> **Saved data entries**
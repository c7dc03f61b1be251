//! EBCDIC code-page conversion
//!
//! Byte-for-byte conversion between EBCDIC and Unicode through 256-entry
//! tables. Code page 037 (US/Canada) is the default; 1047 (Latin-1/Open
//! Systems) is available for hosts that negotiate it. The reverse tables
//! are derived from the forward tables on first use.

use once_cell::sync::Lazy;
use std::collections::HashMap;

/// EBCDIC to Unicode translation table for code page 037
///
/// Maps all 256 EBCDIC code points; the first four rows are control
/// characters carried through to their C0/C1 equivalents.
const CP037_TO_CHAR: [char; 256] = [
    // 0x00-0x0F
    '\x00', '\x01', '\x02', '\x03', '\u{009C}', '\t', '\u{0086}', '\x7F',
    '\u{0097}', '\u{008D}', '\u{008E}', '\x0B', '\x0C', '\r', '\x0E', '\x0F',
    // 0x10-0x1F
    '\x10', '\x11', '\x12', '\x13', '\u{009D}', '\u{0085}', '\x08', '\u{0087}',
    '\x18', '\x19', '\u{0092}', '\u{008F}', '\x1C', '\x1D', '\x1E', '\x1F',
    // 0x20-0x2F
    '\u{0080}', '\u{0081}', '\u{0082}', '\u{0083}', '\u{0084}', '\n', '\x17', '\x1B',
    '\u{0088}', '\u{0089}', '\u{008A}', '\u{008B}', '\u{008C}', '\x05', '\x06', '\x07',
    // 0x30-0x3F
    '\u{0090}', '\u{0091}', '\x16', '\u{0093}', '\u{0094}', '\u{0095}', '\u{0096}', '\x04',
    '\u{0098}', '\u{0099}', '\u{009A}', '\u{009B}', '\x14', '\x15', '\u{009E}', '\x1A',
    // 0x40-0x4F
    ' ', '\u{00A0}', '\u{00E2}', '\u{00E4}', '\u{00E0}', '\u{00E1}', '\u{00E3}', '\u{00E5}',
    '\u{00E7}', '\u{00F1}', '\u{00A2}', '.', '<', '(', '+', '|',
    // 0x50-0x5F
    '&', '\u{00E9}', '\u{00EA}', '\u{00EB}', '\u{00E8}', '\u{00ED}', '\u{00EE}', '\u{00EF}',
    '\u{00EC}', '\u{00DF}', '!', '$', '*', ')', ';', '\u{00AC}',
    // 0x60-0x6F
    '-', '/', '\u{00C2}', '\u{00C4}', '\u{00C0}', '\u{00C1}', '\u{00C3}', '\u{00C5}',
    '\u{00C7}', '\u{00D1}', '\u{00A6}', ',', '%', '_', '>', '?',
    // 0x70-0x7F
    '\u{00F8}', '\u{00C9}', '\u{00CA}', '\u{00CB}', '\u{00C8}', '\u{00CD}', '\u{00CE}', '\u{00CF}',
    '\u{00CC}', '`', ':', '#', '@', '\'', '=', '"',
    // 0x80-0x8F
    '\u{00D8}', 'a', 'b', 'c', 'd', 'e', 'f', 'g',
    'h', 'i', '\u{00AB}', '\u{00BB}', '\u{00F0}', '\u{00FD}', '\u{00FE}', '\u{00B1}',
    // 0x90-0x9F
    '\u{00B0}', 'j', 'k', 'l', 'm', 'n', 'o', 'p',
    'q', 'r', '\u{00AA}', '\u{00BA}', '\u{00E6}', '\u{00B8}', '\u{00C6}', '\u{00A4}',
    // 0xA0-0xAF
    '\u{00B5}', '~', 's', 't', 'u', 'v', 'w', 'x',
    'y', 'z', '\u{00A1}', '\u{00BF}', '\u{00D0}', '\u{00DD}', '\u{00DE}', '\u{00AE}',
    // 0xB0-0xBF
    '^', '\u{00A3}', '\u{00A5}', '\u{00B7}', '\u{00A9}', '\u{00A7}', '\u{00B6}', '\u{00BC}',
    '\u{00BD}', '\u{00BE}', '[', ']', '\u{00AF}', '\u{00A8}', '\u{00B4}', '\u{00D7}',
    // 0xC0-0xCF
    '{', 'A', 'B', 'C', 'D', 'E', 'F', 'G',
    'H', 'I', '\u{00AD}', '\u{00F4}', '\u{00F6}', '\u{00F2}', '\u{00F3}', '\u{00F5}',
    // 0xD0-0xDF
    '}', 'J', 'K', 'L', 'M', 'N', 'O', 'P',
    'Q', 'R', '\u{00B9}', '\u{00FB}', '\u{00FC}', '\u{00F9}', '\u{00FA}', '\u{00FF}',
    // 0xE0-0xEF
    '\\', '\u{00F7}', 'S', 'T', 'U', 'V', 'W', 'X',
    'Y', 'Z', '\u{00B2}', '\u{00D4}', '\u{00D6}', '\u{00D2}', '\u{00D3}', '\u{00D5}',
    // 0xF0-0xFF
    '0', '1', '2', '3', '4', '5', '6', '7',
    '8', '9', '\u{00B3}', '\u{00DB}', '\u{00DC}', '\u{00D9}', '\u{00DA}', '\u{009F}',
];

/// Code page 1047 is 037 with four code-point pairs exchanged:
/// LF/NEL (0x15/0x25), not-sign/circumflex (0x5F/0xB0) and the
/// bracket positions (0xAD/0xBA and 0xBB/0xBD).
static CP1047_TO_CHAR: Lazy<[char; 256]> = Lazy::new(|| {
    let mut table = CP037_TO_CHAR;
    for (a, b) in [(0x15, 0x25), (0x5F, 0xB0), (0xAD, 0xBA), (0xBB, 0xBD)] {
        table.swap(a, b);
    }
    table
});

static CHAR_TO_CP037: Lazy<HashMap<char, u8>> = Lazy::new(|| reverse_table(&CP037_TO_CHAR));
static CHAR_TO_CP1047: Lazy<HashMap<char, u8>> = Lazy::new(|| reverse_table(&CP1047_TO_CHAR));

fn reverse_table(forward: &[char; 256]) -> HashMap<char, u8> {
    forward
        .iter()
        .enumerate()
        .filter(|(_, &ch)| ch != char::REPLACEMENT_CHARACTER)
        .map(|(byte, &ch)| (ch, byte as u8))
        .collect()
}

/// EBCDIC code page selected for a session
#[derive(Debug, Clone, Copy, PartialEq, Eq, Default)]
pub enum CodePage {
    /// Code page 037, US/Canada (the default)
    #[default]
    Cp037,
    /// Code page 1047, Latin-1 / Open Systems
    Cp1047,
}

impl CodePage {
    /// Look up a code page by its configuration name ("037", "1047")
    pub fn from_name(name: &str) -> Option<Self> {
        match name {
            "037" | "37" => Some(Self::Cp037),
            "1047" => Some(Self::Cp1047),
            _ => None,
        }
    }

    pub fn name(&self) -> &'static str {
        match self {
            Self::Cp037 => "037",
            Self::Cp1047 => "1047",
        }
    }

    fn forward(&self) -> &[char; 256] {
        match self {
            Self::Cp037 => &CP037_TO_CHAR,
            Self::Cp1047 => &CP1047_TO_CHAR,
        }
    }

    fn reverse(&self) -> &HashMap<char, u8> {
        match self {
            Self::Cp037 => &CHAR_TO_CP037,
            Self::Cp1047 => &CHAR_TO_CP1047,
        }
    }

    /// Decode one EBCDIC byte. Undefined code points decode to U+FFFD.
    pub fn decode(&self, byte: u8) -> char {
        self.forward()[byte as usize]
    }

    /// Encode one character. Characters outside the page encode to 0x40
    /// (EBCDIC space).
    pub fn encode(&self, ch: char) -> u8 {
        self.reverse().get(&ch).copied().unwrap_or(0x40)
    }

    /// Decode a byte slice to a string
    pub fn decode_slice(&self, bytes: &[u8]) -> String {
        bytes.iter().map(|&b| self.decode(b)).collect()
    }

    /// Encode a string to EBCDIC bytes
    pub fn encode_str(&self, s: &str) -> Vec<u8> {
        s.chars().map(|ch| self.encode(ch)).collect()
    }
}

/// Decode a byte written through Graphic Escape.
///
/// GE selects the alternate (APL) character set for exactly one data
/// byte. The screen model keeps the raw byte plus a GE flag so replies
/// round-trip bit-exactly; rendering the APL graphic repertoire is not
/// attempted (graphics are out of scope), so everything except space
/// renders as U+FFFD.
pub fn decode_ge(byte: u8) -> char {
    if byte == 0x40 {
        ' '
    } else {
        char::REPLACEMENT_CHARACTER
    }
}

> **PROBLEM DESCRIPTION**
An exact restatement of the lines from the one with "pub fn decode_ge(byte: u8)" through the last line of the data is the only acceptable answer.

> **RESULT FOR THIS EXERCISE**
pub fn decode_ge(byte: u8) -> char {
    if byte == 0x40 {
        ' '
    } else {
        char::REPLACEMENT_CHARACTER
    }
}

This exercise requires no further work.